-- Records shown follows --

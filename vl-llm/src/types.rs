use serde::{Deserialize, Serialize};

#[derive(Debug, Clone, Copy, PartialEq, Eq, Serialize, Deserialize)]
#[serde(rename_all = "lowercase")]
pub enum Role {
    System,
    User,
    Assistant,
    Tool,
}

#[derive(Debug, Clone, PartialEq, Serialize, Deserialize)]
pub struct ToolCall {
    pub id: String,
    pub name: String,
    /// JSON string.
    pub arguments: String,
}

#[derive(Debug, Clone, PartialEq, Serialize, Deserialize)]
pub struct ChatMessage {
    pub role: Role,
    pub content: String,
    #[serde(default)]
    pub tool_calls: Vec<ToolCall>,
    #[serde(default)]
    pub tool_call_id: Option<String>,
}

impl ChatMessage {
    pub fn system(content: impl Into<String>) -> Self {
        Self::plain(Role::System, content)
    }

    pub fn user(content: impl Into<String>) -> Self {
        Self::plain(Role::User, content)
    }

    pub fn assistant(content: impl Into<String>) -> Self {
        Self::plain(Role::Assistant, content)
    }

    /// Result of a local function, answering the tool call `tool_call_id`.
    pub fn tool_result(tool_call_id: impl Into<String>, content: impl Into<String>) -> Self {
        Self {
            role: Role::Tool,
            content: content.into(),
            tool_calls: vec![],
            tool_call_id: Some(tool_call_id.into()),
        }
    }

    fn plain(role: Role, content: impl Into<String>) -> Self {
        Self {
            role,
            content: content.into(),
            tool_calls: vec![],
            tool_call_id: None,
        }
    }
}

/// A callable tool as advertised to the model.
///
/// Serializes in the caller-facing boundary shape
/// `{"type": "function", "function": {"name", "description", "parameters"}}`;
/// each backend translates it to its native shape before sending.
#[derive(Debug, Clone, PartialEq, Serialize, Deserialize)]
#[serde(try_from = "WireToolDefinition", into = "WireToolDefinition")]
pub struct ToolDefinition {
    pub name: String,
    pub description: String,
    /// JSON Schema.
    pub parameters: serde_json::Value,
}

impl ToolDefinition {
    /// Create a `ToolDefinition` after validating the name against all provider constraints.
    pub fn validated(
        name: impl Into<String>,
        description: impl Into<String>,
        parameters: serde_json::Value,
    ) -> crate::error::Result<Self> {
        let name = name.into();
        crate::client::validate_tool_name(&name)?;
        Ok(Self {
            name,
            description: description.into(),
            parameters,
        })
    }
}

#[derive(Serialize, Deserialize)]
struct WireToolDefinition {
    r#type: String,
    function: WireFunction,
}

#[derive(Serialize, Deserialize)]
struct WireFunction {
    name: String,
    #[serde(default)]
    description: String,
    #[serde(default = "empty_object_schema")]
    parameters: serde_json::Value,
}

fn empty_object_schema() -> serde_json::Value {
    serde_json::json!({ "type": "object", "properties": {} })
}

impl TryFrom<WireToolDefinition> for ToolDefinition {
    type Error = String;

    fn try_from(v: WireToolDefinition) -> std::result::Result<Self, Self::Error> {
        if v.r#type != "function" {
            return Err(format!("unsupported tool type: {}", v.r#type));
        }
        Ok(Self {
            name: v.function.name,
            description: v.function.description,
            parameters: v.function.parameters,
        })
    }
}

impl From<ToolDefinition> for WireToolDefinition {
    fn from(v: ToolDefinition) -> Self {
        Self {
            r#type: "function".to_string(),
            function: WireFunction {
                name: v.name,
                description: v.description,
                parameters: v.parameters,
            },
        }
    }
}

#[derive(Debug, Clone, Copy, Default, PartialEq, Eq, Serialize, Deserialize)]
pub struct Usage {
    pub input_tokens: u32,
    pub output_tokens: u32,
}

/// Why the provider stopped generating.
#[derive(Debug, Clone, PartialEq, Eq)]
pub enum FinishReason {
    /// The model wants one or more tools executed before it continues.
    ToolUse,
    Stop,
    Length,
    Other(String),
}

impl FinishReason {
    /// Maps both OpenAI-style and Anthropic-style reason strings.
    pub fn from_provider(raw: &str) -> Self {
        match raw {
            "tool_calls" | "tool_use" | "function_call" => Self::ToolUse,
            "stop" | "end_turn" | "stop_sequence" => Self::Stop,
            "length" | "max_tokens" => Self::Length,
            other => Self::Other(other.to_string()),
        }
    }
}

#[derive(Debug, Clone)]
pub struct ChatResponse {
    pub message: ChatMessage,
    pub usage: Usage,
    pub finish_reason: FinishReason,
}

-- Records shown concluded --

■ What the task asks: For this exercise, find all lines in the records containing the word "Debug" and copy them.

■ Answer box:
#[derive(Debug, Clone, Copy, PartialEq, Eq, Serialize, Deserialize)]
#[derive(Debug, Clone, PartialEq, Serialize, Deserialize)]
#[derive(Debug, Clone, PartialEq, Serialize, Deserialize)]
#[derive(Debug, Clone, PartialEq, Serialize, Deserialize)]
#[derive(Debug, Clone, Copy, Default, PartialEq, Eq, Serialize, Deserialize)]
#[derive(Debug, Clone, PartialEq, Eq)]
#[derive(Debug, Clone)]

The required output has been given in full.